People gave conflicting information as to their awareness of their care plan. People in some instances said they had a keyworker who was supportive whilst others said they didn't think a keyworker was necessary to them. Others said they would like to have a keyworker. People's understanding and awareness of advocacy services and raising concerns and complaints was mixed.

People in some instances told us they preferred their own company and chose to remain in their room, whilst others told us they enjoyed taking part in the activities at the service. On the day of our visit we saw a number of people taking part in a game of pool, dominoes, cards and bingo. We also saw people going out in the community either by themselves or accompanied by staff or friends and relatives. People in some instances told us that at times they felt isolated and would benefit from being encouraged to take part in activities.

We looked a range of records which included a number of people's care plans around consent to care and treatment and nutritional and hydration needs. Care plans were in place and had been regularly reviewed. Records recording staff training were up to date.

2 October 2012

During a routine inspection

We spoke with six people who use the services of Lester Hall Apartments. They spoke to us about their experiences and views of the service. People's comments were positive and included - 'with (provider's name) and the carers it's like a family firm and they take ever such good care of you.' And 'I am very comfortable here; I have my own apartment and can come and go as I please.' People told us how they spent their day. One person told us 'I play scrabble with the social skills lady on Tuesdays and Thursday, we play 'themed' scrabble. They also take me to the local shops.' A second person told us: - 'I like to spend time in my apartment watching television I also go out to the shops with the social skills lady; I recently went to the supermarket to buy some essentials things

Records showed that the service supported people to access a range of health care professionals who work with the staff of the home to monitor and promote people's health. Monitoring of people's health included regular reviews with a range of health care professionals. People's diversity, values and human rights were respected. The service supported people to access advocacy services and had used legislation which included the Mental Capacity Act to promote people's safety and welfare where people were unable to make an informed decision for themselves.

31 March and 4 April 2011

During a routine inspection

We spoke with seven people who use the service and asked them about the care and support they receive and the attitude and approach of staff. We asked people if they knew how to raise a concern and whether they felt safe at Lester Hall Apartments. We received positive comments from people which included:-

"I'm looked after extremely well.", "Staff are extremely nice they'll do anything for you.", "Mrs Lester (registered manager) gives me a lot of confidence.", "I moved into another home for a while but I didn't like it, so Mrs Lester helped me to move back here.", "I know Mrs Lester would sort things out for me, she's always willing to listen and has time for me.", "Chef will do something for you if you don't like what's on the menu.", "The food is lovely, you always have a choice and you can ask for something else if you wish."
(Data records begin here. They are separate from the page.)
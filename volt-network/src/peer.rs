//! Per-peer connection handling: handshake, heartbeats, and message
//! dispatch.

mod connection;
mod error;

pub use connection::{Connection, OutboundEvent};
pub use error::PeerError;

/// The handshake state of a peer connection.
///
/// Both sides send `Version` immediately after connecting; a peer reaches
/// `Ready` once it has both seen the remote `Version` and received a
/// `Verack` for its own. No other message type is accepted before `Ready`.
#[derive(Copy, Clone, Debug, Eq, PartialEq)]
pub enum PeerState {
    /// Socket established, nothing sent yet.
    Connected,
    /// Our `Version` is on the wire.
    VersionSent,
    /// The remote `Version` arrived and was acknowledged.
    VersionExchanged,
    /// Handshake complete; full protocol traffic flows.
    Ready,
    /// The connection is closing.
    Disconnected,
}
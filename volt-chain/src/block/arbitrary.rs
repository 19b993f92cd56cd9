use std::sync::Arc;

use chrono::{TimeZone, Utc};
use proptest::{arbitrary::Arbitrary, collection::vec, prelude::*};

use crate::transaction::Transaction;
use crate::work::difficulty::CompactDifficulty;

use super::{merkle, Block, Hash, Header};

impl Arbitrary for Header {
    type Parameters = ();

    fn arbitrary_with(_args: ()) -> Self::Strategy {
        (
            any::<u32>(),
            any::<Hash>(),
            any::<merkle::Root>(),
            // Bounded so every generated timestamp is a valid chrono datetime.
            0i64..=4_102_444_800,
            any::<u32>(),
            any::<u32>(),
        )
            .prop_map(|(version, previous_block_hash, merkle_root, timestamp, bits, nonce)| {
                Header::new(
                    version,
                    previous_block_hash,
                    merkle_root,
                    Utc.timestamp_opt(timestamp, 0)
                        .single()
                        .expect("timestamp range only contains valid datetimes"),
                    CompactDifficulty(bits),
                    nonce,
                )
            })
            .boxed()
    }

    type Strategy = BoxedStrategy<Self>;
}

impl Arbitrary for Block {
    type Parameters = ();

    fn arbitrary_with(_args: ()) -> Self::Strategy {
        (any::<Header>(), vec(any::<Transaction>(), 0..4))
            .prop_map(|(header, transactions)| Block {
                header,
                transactions: transactions.into_iter().map(Arc::new).collect(),
            })
            .boxed()
    }

    type Strategy = BoxedStrategy<Self>;
}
We spoke with two visitors who were visiting relatives. They told us that they were confident that their relatives received good quality care and support. They said:-

"My father has told me he's happy here. There are some great staff that look after him well.", "They've got the ethos right of involving families, which has provided support to all of the family, we can visit whenever we choose." , "I can't rate them highly enough for hospitality.", "I think they're brilliant. My sister appears happy and settled. They've provided good support to all the family."

We spoke with a visiting community matron who provides support to someone who receives a service. They said:- "They're very caring and aware of the persons needs. The managers are good at contacting health care professionals and keeping us informed. They were very quick in acquiring assistive technology."